Tablature
Tablature is a library built on top of ActiveRecord to simplify management of partitioned tables in Rails applications. It ships with Postgres support and can easily supports other databases through adapters.
Installation
Requirements
Tablature requires Rails 5+ and Postgres 10+.
Installation
Add this line to your application's Gemfile:
gem 'tablature'
And then execute:
$ bundle
Or install it yourself as:
$ gem install tablature
Usage
Partitioning a table
class CreateEvents < ActiveRecord::Migration[5.0]
def up
# Create the events table as a partitioned table using range as partitioning method
# and `event_date` as partition key.
create_range_partition :events_by_range, partition_key: 'event_date' do |t|
t.string :event_type, null: false
t.integer :value, null: false
t.date :event_date, null: false
end
# Create partitions with the bounds of the partition.
create_range_partition_of :events_by_range,
name: 'events_range_y2018m12', range_start: '2018-12-01', range_end: '2019-01-01'
# Create the events table as a partitioned table using list as partitioning method
# and `event_date` as partition key.
create_list_partition :events_by_list, partition_key: 'event_date' do |t|
t.string :event_type, null: false
t.integer :value, null: false
t.date :event_date, null: false
end
# Create partitions with the bounds of the partition.
create_list_partition_of :events_by_list,
name: 'events_list_y2018m12', values: (Date.parse('2018-12-01')..Date.parse('2018-12-31')).to_a
end
def down
drop_table :events_by_range
drop_table :events_by_list
end
end
Having a partition back a model
In your migration:
# db/migrate/create_events.rb
class CreateEvents < ActiveRecord::Migration
def change
# You can use blocks when the partition key are SQL expression instead of
# being only a field.
create_range_partition :events, partition_key: -> { '(timestamp::DATE)' } do |t|
t.string :event_type, null: false
t.integer :value, null: false
t.datetime :timestamp, null: false
t.
end
create_range_partition_of :events,
name: 'events_y2018m12', range_start: '2018-12-01', range_end: '2019-01-01'
create_range_partition_of :events,
name: 'events_y2019m01', range_start: '2019-01-01', range_end: '2019-02-01'
end
end
In your model, calling one of range_partition
or list_partition
to inject
methods:
# app/models/event.rb
class Event < ApplicationRecord
range_partition
end
Finally, you can now list the partitions :
>> Event.partitions
# => ["events_y2018m12", "events_y2019m01"]
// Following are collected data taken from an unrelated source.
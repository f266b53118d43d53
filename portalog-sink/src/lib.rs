pub mod logger;
pub mod writer;

pub use logger::RequestLogger;
pub use writer::{Destination, append_line};
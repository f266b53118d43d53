//! Durable primary→fallback append.
//!
//! Each call opens the target fresh in append mode and writes the complete
//! line (terminator included) with one write call, so concurrent writers
//! targeting the same file never interleave within a line. There is no
//! locking, no retry, and no state kept between calls; a request either
//! lands one whole line in the primary, one whole line in the fallback, or
//! nothing at all.

use portalog_core::{PortalogError, SinkConfig};
use std::fs::{DirBuilder, OpenOptions};
use std::io::{self, Write};
use std::path::Path;
use tracing::debug;

/// Terminal `Done` payload of an append: which location took the record.
#[derive(Debug, Clone, Copy, PartialEq, Eq)]
pub enum Destination {
    Primary,
    Fallback,
}

/// Append one serialized record line to the profile's primary path, falling
/// back to its fallback path.
///
/// No separate writability precheck: an unwritable file, an unwritable
/// parent, or a missing parent all fail the primary open and select the
/// fallback. The fallback's parent directory is created owner-only (`0700`
/// on Unix) when missing. A fallback failure is terminal; both attempt
/// errors come back in [`PortalogError::WriteFailure`].
pub fn append_line(cfg: &SinkConfig, line: &str) -> Result<Destination, PortalogError> {
    let primary_err = match try_append(&cfg.primary_path, line) {
        Ok(()) => return Ok(Destination::Primary),
        Err(e) => e,
    };
    debug!(
        path = %cfg.primary_path.display(),
        error = %primary_err,
        "Primary append unavailable, trying fallback"
    );

    let fallback_err = match ensure_parent_dir(&cfg.fallback_path) {
        Ok(()) => match try_append(&cfg.fallback_path, line) {
            Ok(()) => return Ok(Destination::Fallback),
            Err(e) => e,
        },
        Err(e) => e,
    };

    Err(PortalogError::WriteFailure {
        primary: primary_err.to_string(),
        fallback: fallback_err.to_string(),
    })
}

/// Open `path` for append (creating it if absent) and write `line` plus the
/// terminator as a single write.
fn try_append(path: &Path, line: &str) -> io::Result<()> {
    let mut file = OpenOptions::new().create(true).append(true).open(path)?;
    let mut buf = Vec::with_capacity(line.len() + 1);
    buf.extend_from_slice(line.as_bytes());
    buf.push(b'\n');
    file.write_all(&buf)
}

/// Create the missing parent directory of `path`, owner-only on Unix.
fn ensure_parent_dir(path: &Path) -> io::Result<()> {
    let Some(dir) = path.parent() else {
        return Ok(());
    };
    if dir.as_os_str().is_empty() || dir.is_dir() {
        return Ok(());
    }
    let mut builder = DirBuilder::new();
    builder.recursive(true);
    #[cfg(unix)]
    {
        use std::os::unix::fs::DirBuilderExt;
        builder.mode(0o700);
    }
    builder.create(dir)
}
You can also create new partitions directly from the model :
>> Event.create_range_partition(
name: 'events_y2019m02',
range_start: '2019-02-01'.to_date,
range_end: '2019-03-01'.to_date
)
# => ...
>> Event.partitions
# => ["events_y2018m12", "events_y2019m01", "events_y2019m02"]
Development
After checking out the repo, run bin/setup
to install dependencies.
Then, run rake spec
to run the tests. You can also run bin/console
for an interactive prompt that will allow you to experiment.
To install this gem onto your local machine, run bundle exec rake install
. To release a new version, update the version number in version.rb
, and then run bundle exec rake release
, which will create a git tag for the version, push git commits and tags, and push the .gem
file to rubygems.org.
Acknowledgements
Tablature's structure is heavily inspired by Scenic and F(x). Tablature's features are heavily inspired by PgParty.
Contributing
Bug reports and pull requests are welcome on GitHub at https://github.com/aliou/tablature.
License
The gem is available as open source under the terms of the MIT License.